The miracle of the Trump-Russia story is that everyday brings a new bombshell, which makes it exceedingly difficult to decide how to communicate the relative import of today’s news versus yesterday’s news.
Thursday is a case in point. Last night, Rudy Giuliani showed up on CNN and basically admitted there was collusion between the Trump campaign and Russia. You’ve undoubtedly seen this clip by now, but just in case, here it is:
To be clear, Rudy is lying. He has repeatedly suggested there was no collusion between the campaign and the Kremlin and so has Trump. For instance, in January of last year, Trump said this:
There has been no collusion between the Trump campaign and Russians.
In April of last year, Trump said this:
There was no collusion between Trump campaign and Russian people.

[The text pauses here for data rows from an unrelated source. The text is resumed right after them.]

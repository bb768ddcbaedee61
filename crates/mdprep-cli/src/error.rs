use mdprep::engine::error::EngineError;
use std::path::PathBuf;
use thiserror::Error;

pub type Result<T> = std::result::Result<T, CliError>;

#[derive(Debug, Error)]
pub enum CliError {
    #[error(transparent)]
    Pipeline(#[from] EngineError),

    #[error("Failed to parse file '{path}': {source}", path = path.display())]
    FileParsing {
        path: PathBuf,
        #[source]
        source: anyhow::Error,
    },

    #[error("I/O error: {0}")]
    Io(#[from] std::io::Error),

    #[error(transparent)]
    Other(#[from] anyhow::Error),
}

Last month, Trump said this:
There was no collusion whatsoever.
If you’re somehow incredulous, here is a fun mashup video:
Now you tell me: how is any of that consistent with Paul Manafort sharing polling data with Konstantin Kilimnik? And how are any of those quotes from Trump consistent with his own lawyer saying this on national television last night:
I never said there was no collusion between the campaign and Russia!
Spoiler alert: it’s not consistent. None of it is consistent. They are lying. The only thing that’s consistent here is that every, single time Giuliani shows up on TV, he implicates his client in high crimes and misdemeanors, a habit Rudy got into last summer (see a full highlight reel in our hilarious Rudy archive here).
Just take a moment to appreciate how far the narrative has shifted. We’ve now reached a point where the best the President’s lawyer can do is cling to the assertion that Trump was oblivious to the fact that members of his campaign were conspiring with Moscow to rig a US election. And the only reason he’s conceding there might have been collusion between the campaign and Russia is because details of the ongoing Paul Manafort drama were accidentally revealed thanks to Manafort’s lawyers who apparently don’t know how to properly redact documents.
And look, you guys, it got worse last night. So much worse, in fact, that America is once again left to lament the fact that Rudy Giuliani’s legacy will now be defined by moments like what you see in the following clip which would be embarrassing even for a public defender, let alone someone who used to be a damn icon.
Fast forward to Thursday and the Wall Street Journal reported that Michael Cohen once hired a guy called John Gauger, head of RedFinch Solutions LLC, to rig two polls for Trump. Hilariously, there was also an effort to promote a Twitter account called “@WomenForCohen” which “praised (Cohen’s) looks and character, and promoted his appearances and statements boosting” Trump’s bid for the Oval Office.
Cohen allegedly paid Gauger somewhere between $12,000 and $13,000 in “a blue Walmart bag” – it’s almost like ol’ Michael was trying to emulate cash handoffs he’d seen in movies, but because the amount was too small for a briefcase and because there were no envelopes or brown paper bags laying around, he decided to just stuff everything in the shopping bag he used at the store earlier that day. Also in the bag, according to the Journal, was “a boxing glove that Cohen said had been worn by a Brazilian mixed-martial arts fighter.”
You can’t make this stuff up. Apparently, Gauger was never paid the full $50,000 he was promised for the job, but Cohen was reimbursed the full amount by the Trump Organization. Responding to the report, the best Giuliani could come up with was to say that because Cohen only paid out $13,000, it “proves he’s a thief” – as though that’s the point here.
“As for the WSJ article on poll rigging, what I did was at the direction of and for the sole benefit of @realDonaldTrump @POTUS”, Cohen tweeted on Thursday, adding that he “truly regrets” his “blind loyalty to a man who doesn’t deserve it.”
Coming back to the point made here at the outset, it’s hard to figure out the right way to communicate just how momentous these two stories are, precisely because they seem trivial by comparison to some of the other, related bombshells that have hit over the past week.
And by that, we of course mean that in the past five days alone, we’ve learned that i) the FBI once opened a counterintelligence probe into a sitting US president because America’s intelligence apparatus suspected he might be a Russian asset and ii) Trump is in the habit of confiscating notes gathered by his own interpreter after meetings with the dictator of the same country with whom Rudy Giuliani just admitted may have colluded with the campaign.